Supreme Court of Montana
Mar 27, 1995
891 P.2d 1174 (Mont. 1995)

Opinion

No. 94-251.

Submitted on Briefs December 22, 1994.

Decided March 27, 1995.

Appeal from the District Court of Glacier County. Ninth Judicial District. Honorable R.D. McPhillips, Judge.

For Appellant: Selden S. Frisbee, Cut Bank.

For Respondent: Larry D. Epstein, Glacier County Attorney, Cut Bank.


This is an appeal from the grant of summary judgment to Glacier County by the Ninth Judicial District Court, Glacier County. We affirm.

The only issue on appeal is whether the District Court erred in granting summary judgment to Glacier County.

The City of Cut Bank (City) is a municipal corporation located within the political subdivision of Glacier County (County). The County Sheriff's office operates a dispatch service which dispatches for its own office as well as for the City. The City operates its own dispatch service for its police department, fire department and animal control between the hours of 8:00 am until 4:00 pm. Monday through Friday. The County dispatches for the City between the hours of 4:00 pm and 8:00 am on work days and 24 hours on weekends and holidays and on all occasions when the city dispatcher is unable to dispatch.

The Glacier County Sheriff's Office dispatch is the designated Public Safety Answering Point (PSAP) for the County pursuant to § 10-4-103(3), MCA. The County sent a letter to the City on July 22, 1988 asking the City to contribute to the financing of the dispatch service which until this time, the County had been funding exclusively. The City refused and the County threatened to cut off the dispatch service to the City as of October 1, 1988.

The City filed a Complaint seeking to have the County continue to make its dispatch service available to the Cut Bank Police Department at no charge. The City sought to have the County enjoined from the cessation of this dispatch service and also requested a writ of mandate to force the County to continue providing the service free of charge to the City.

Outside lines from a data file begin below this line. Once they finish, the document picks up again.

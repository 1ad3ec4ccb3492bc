//! # Aggregation layer
//!
//! Rolls per-membership allocations up into the structures the dashboard
//! and report exports consume: income totals with safe percentages,
//! per-worker income and status breakdowns, a trailing 12-month series,
//! and top-5 rankings.
//!
//! Everything here is a total, read-only function over the project
//! snapshot it is given: empty inputs produce zeroed results, never
//! errors, and percentages collapse to zero instead of dividing by zero.
//! The reference date for the monthly window is passed in explicitly so
//! the layer stays a pure function.

use std::collections::BTreeMap;

use chrono::{Datelike, NaiveDate};
use rust_decimal::Decimal;
use serde::{Deserialize, Serialize};

use crate::distribution::{compute_allocations, round_currency};
use crate::model::{CategorySelection, Project, ProjectStatus};

/// Number of buckets in the monthly series.
pub const MONTH_WINDOW: usize = 12;

/// Per-worker totals over the selected project set.
#[derive(Debug, Clone, PartialEq, Eq, Serialize, Deserialize)]
pub struct WorkerStats {
    pub worker_id: i64,
    pub name: String,
    /// Distinct projects the worker holds a membership on.
    pub project_count: usize,
    /// Sum of the worker's computed allocations.
    pub income: Decimal,
    pub finished: usize,
    pub ongoing: usize,
    pub on_hold: usize,
    pub canceled: usize,
}

impl WorkerStats {
    fn new(worker_id: i64, name: String) -> Self {
        Self {
            worker_id,
            name,
            project_count: 0,
            income: Decimal::ZERO,
            finished: 0,
            ongoing: 0,
            on_hold: 0,
            canceled: 0,
        }
    }
}

/// One month of the trailing series. Idle months report zeros, not
/// absence.
#[derive(Debug, Clone, PartialEq, Eq, Serialize, Deserialize)]
pub struct MonthBucket {
    pub year: i32,
    pub month: u32,
    /// `YYYY-MM` label for chart axes and export columns.
    pub label: String,
    pub income: Decimal,
    pub project_count: usize,
}

#[derive(Debug, Clone, PartialEq, Eq, Serialize, Deserialize)]
pub struct ProjectRank {
    pub project_id: i64,
    pub title: String,
    pub amount: Decimal,
}

#[derive(Debug, Clone, PartialEq, Eq, Serialize, Deserialize)]
pub struct WorkerCountRank {
    pub worker_id: i64,
    pub name: String,
    pub project_count: usize,
}

#[derive(Debug, Clone, PartialEq, Eq, Serialize, Deserialize)]
pub struct WorkerIncomeRank {
    pub worker_id: i64,
    pub name: String,
    pub income: Decimal,
}

/// Everything the dashboard needs for one category (or the whole
/// department when the selection is `all`).
#[derive(Debug, Clone, PartialEq, Eq, Serialize, Deserialize)]
pub struct CategoryAggregate {
    pub selection: CategorySelection,
    pub income_total: Decimal,
    pub project_count: usize,
    /// Selected income as a percentage of department-wide income;
    /// zero when the department total is zero.
    pub income_percentage: Decimal,
    /// Selected project count as a percentage of all projects.
    pub project_percentage: Decimal,
    pub workers: Vec<WorkerStats>,
    pub monthly: Vec<MonthBucket>,
    pub top_projects_by_amount: Vec<ProjectRank>,
    pub top_workers_by_project_count: Vec<WorkerCountRank>,
    pub top_workers_by_income: Vec<WorkerIncomeRank>,
}

/// `part / whole * 100`, collapsing to zero when `whole` is zero.
fn safe_percentage(part: Decimal, whole: Decimal) -> Decimal {
    if whole.is_zero() {
        Decimal::ZERO
    } else {
        round_currency(part / whole * Decimal::ONE_HUNDRED)
    }
}

/// The last `MONTH_WINDOW` `(year, month)` pairs ending at `as_of`'s
/// month inclusive, oldest first.
fn month_window(as_of: NaiveDate) -> Vec<(i32, u32)> {
    let mut months = Vec::with_capacity(MONTH_WINDOW);
    let (mut year, mut month) = (as_of.year(), as_of.month());
    for _ in 0..MONTH_WINDOW {
        months.push((year, month));
        if month == 1 {
            year -= 1;
            month = 12;
        } else {
            month -= 1;
        }
    }
    months.reverse();
    months
}

/// Accumulate per-worker stats across `projects`, keyed by worker id.
///
/// Relies on the (project, worker) uniqueness invariant: each project
/// contributes at most one membership per worker, so distinct-project
/// counts can be incremented per membership.
fn collect_worker_stats(projects: &[&Project]) -> BTreeMap<i64, WorkerStats> {
    let mut stats: BTreeMap<i64, WorkerStats> = BTreeMap::new();
    for project in projects {
        let allocations = compute_allocations(project);
        for member in &project.members {
            let entry = stats
                .entry(member.worker_id)
                .or_insert_with(|| WorkerStats::new(member.worker_id, member.worker_name.clone()));
            entry.project_count += 1;
            if let Some(share) = allocations.get(&member.id) {
                entry.income += *share;
            }
            match project.status {
                ProjectStatus::Finished => entry.finished += 1,
                ProjectStatus::Ongoing => entry.ongoing += 1,
                ProjectStatus::OnHold => entry.on_hold += 1,
                ProjectStatus::Canceled => entry.canceled += 1,
                ProjectStatus::Started => {}
            }
        }
    }
    stats
}

fn monthly_series(projects: &[&Project], as_of: NaiveDate) -> Vec<MonthBucket> {
    let mut buckets: Vec<MonthBucket> = month_window(as_of)
        .into_iter()
        .map(|(year, month)| MonthBucket {
            year,
            month,
            label: format!("{year:04}-{month:02}"),
            income: Decimal::ZERO,
            project_count: 0,
        })
        .collect();

    for project in projects {
        let key = (project.start_date.year(), project.start_date.month());
        if let Some(bucket) = buckets.iter_mut().find(|b| (b.year, b.month) == key) {
            bucket.income += project.amount_or_zero();
            bucket.project_count += 1;
        }
    }
    buckets
}

fn top_projects(projects: &[&Project], n: usize) -> Vec<ProjectRank> {
    let mut ranks: Vec<ProjectRank> = projects
        .iter()
        .map(|p| ProjectRank {
            project_id: p.id,
            title: p.title.clone(),
            amount: p.amount_or_zero(),
        })
        .collect();
    ranks.sort_by(|a, b| b.amount.cmp(&a.amount).then_with(|| a.title.cmp(&b.title)));
    ranks.truncate(n);
    ranks
}

/// Build the aggregate view for one category selection.
///
/// `projects` is the department's full project set; percentages are
/// computed against it. The caller supplies `as_of` (normally today) as
/// the end of the 12-month window.
pub fn build_category_aggregate(
    projects: &[Project],
    selection: CategorySelection,
    as_of: NaiveDate,
) -> CategoryAggregate {
    let selected: Vec<&Project> = projects
        .iter()
        .filter(|p| selection.matches(p.category))
        .collect();

    let overall_income: Decimal = projects.iter().map(Project::amount_or_zero).sum();
    let income_total: Decimal = selected.iter().map(|p| p.amount_or_zero()).sum();

    let stats = collect_worker_stats(&selected);

    let mut by_count: Vec<WorkerCountRank> = stats
        .values()
        .map(|s| WorkerCountRank {
            worker_id: s.worker_id,
            name: s.name.clone(),
            project_count: s.project_count,
        })
        .collect();
    by_count.sort_by(|a, b| {
        b.project_count
            .cmp(&a.project_count)
            .then_with(|| a.name.cmp(&b.name))
    });
    by_count.truncate(5);

    let mut by_income: Vec<WorkerIncomeRank> = stats
        .values()
        .map(|s| WorkerIncomeRank {
            worker_id: s.worker_id,
            name: s.name.clone(),
            income: s.income,
        })
        .collect();
    by_income.sort_by(|a, b| b.income.cmp(&a.income).then_with(|| a.worker_id.cmp(&b.worker_id)));
    by_income.truncate(5);

    CategoryAggregate {
        selection,
        income_total,
        project_count: selected.len(),
        income_percentage: safe_percentage(income_total, overall_income),
        project_percentage: safe_percentage(
            Decimal::from(selected.len() as u64),
            Decimal::from(projects.len() as u64),
        ),
        monthly: monthly_series(&selected, as_of),
        top_projects_by_amount: top_projects(&selected, 5),
        top_workers_by_project_count: by_count,
        top_workers_by_income: by_income,
        workers: stats.into_values().collect(),
    }
}
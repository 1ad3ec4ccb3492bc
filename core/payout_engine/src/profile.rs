//! Worker performance profile.
//!
//! Combines a worker's raw activity metrics into 0–100 scores, each
//! normalised against the highest value any worker in the department
//! reaches for that metric. A worker with no memberships scores zero
//! across the board rather than erroring.

use std::collections::BTreeMap;

use rust_decimal::Decimal;
use serde::{Deserialize, Serialize};

use crate::distribution::{compute_allocations, round_currency};
use crate::model::{Project, ProjectStatus, WorkType, Worker};

/// Raw per-worker activity numbers before normalisation.
#[derive(Debug, Clone, Default, PartialEq, Eq, Serialize, Deserialize)]
pub struct RawMetrics {
    /// Distinct projects the worker participates in.
    pub project_count: Decimal,
    /// Total engine-computed income.
    pub income: Decimal,
    /// Share of the worker's projects that are finished.
    pub finished_ratio: Decimal,
    /// Average amount across the worker's projects.
    pub avg_amount: Decimal,
    /// Share of the worker's projects that are group work.
    pub group_ratio: Decimal,
}

/// Normalised 0–100 scores, one per metric, plus their mean.
#[derive(Debug, Clone, Default, PartialEq, Eq, Serialize, Deserialize)]
pub struct ProfileScores {
    pub project_count: Decimal,
    pub income: Decimal,
    pub finished_ratio: Decimal,
    pub avg_amount: Decimal,
    pub group_ratio: Decimal,
    pub overall: Decimal,
}

#[derive(Debug, Clone, PartialEq, Eq, Serialize, Deserialize)]
pub struct WorkerProfile {
    pub worker_id: i64,
    pub name: String,
    pub metrics: RawMetrics,
    pub scores: ProfileScores,
}

#[derive(Default)]
struct Accumulator {
    projects: u64,
    income: Decimal,
    finished: u64,
    amount_sum: Decimal,
    group: u64,
}

impl Accumulator {
    fn metrics(&self) -> RawMetrics {
        let count = Decimal::from(self.projects);
        if self.projects == 0 {
            return RawMetrics::default();
        }
        RawMetrics {
            project_count: count,
            income: self.income,
            finished_ratio: Decimal::from(self.finished) / count,
            avg_amount: round_currency(self.amount_sum / count),
            group_ratio: Decimal::from(self.group) / count,
        }
    }
}

/// Raw metrics for every worker appearing in `projects`.
fn collect_metrics(projects: &[Project]) -> BTreeMap<i64, RawMetrics> {
    let mut acc: BTreeMap<i64, Accumulator> = BTreeMap::new();
    for project in projects {
        let allocations = compute_allocations(project);
        for member in &project.members {
            let entry = acc.entry(member.worker_id).or_default();
            entry.projects += 1;
            if let Some(share) = allocations.get(&member.id) {
                entry.income += *share;
            }
            if project.status == ProjectStatus::Finished {
                entry.finished += 1;
            }
            if project.work_type == WorkType::Group {
                entry.group += 1;
            }
            entry.amount_sum += project.amount_or_zero();
        }
    }
    acc.iter().map(|(id, a)| (*id, a.metrics())).collect()
}

/// `value / max * 100`, capped at 100; zero when the maximum is zero.
fn normalise(value: Decimal, max: Decimal) -> Decimal {
    if max.is_zero() {
        return Decimal::ZERO;
    }
    let score = value / max * Decimal::ONE_HUNDRED;
    round_currency(score.min(Decimal::ONE_HUNDRED))
}

/// Build the performance profile for one worker against the department's
/// full project set.
pub fn build_worker_profile(projects: &[Project], worker: &Worker) -> WorkerProfile {
    let all = collect_metrics(projects);
    let own = all.get(&worker.id).cloned().unwrap_or_default();

    let max_of = |f: fn(&RawMetrics) -> Decimal| {
        all.values().map(f).max().unwrap_or(Decimal::ZERO)
    };

    let scores = ProfileScores {
        project_count: normalise(own.project_count, max_of(|m| m.project_count)),
        income: normalise(own.income, max_of(|m| m.income)),
        finished_ratio: normalise(own.finished_ratio, max_of(|m| m.finished_ratio)),
        avg_amount: normalise(own.avg_amount, max_of(|m| m.avg_amount)),
        group_ratio: normalise(own.group_ratio, max_of(|m| m.group_ratio)),
        overall: Decimal::ZERO,
    };
    let overall = round_currency(
        (scores.project_count
            + scores.income
            + scores.finished_ratio
            + scores.avg_amount
            + scores.group_ratio)
            / Decimal::from(5u32),
    );

    WorkerProfile {
        worker_id: worker.id,
        name: worker.name.clone(),
        metrics: own,
        scores: ProfileScores { overall, ..scores },
    }
}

The County filed an answer and engaged in limited discovery. Subsequently the County moved for summary judgment.

On April 20, 1994, the court granted summary judgment to the County. The City appeals that order.

Did the District Court err when it granted summary judgment to the County?

The City argues that it had an agreement with the County that specifically provides that the County would fund the dispatch service for the City. Further, the City argues that statutes require that the County fund this service for the City. It is the City's contention that its taxpayers are already paying for this dispatch service and that contributing more money to the County for this service would involve double-taxation.

The County contends that there is no genuine issue of material fact here and that the only issue to be resolved is a matter of law. According to the County's interpretation of the law, it is not required to provide the City with free dispatch service. In fact, the County argues that it does not have to provide a dispatch service to a city at all but that statutes allow it a choice of three alternatives once it is designated as a PSAP — it can dispatch, relay or transfer a message. The County argues that issues involving taxation are irrelevant to the pertinent issue. Further, the County argues that it is under no contract to the City of Cut Bank.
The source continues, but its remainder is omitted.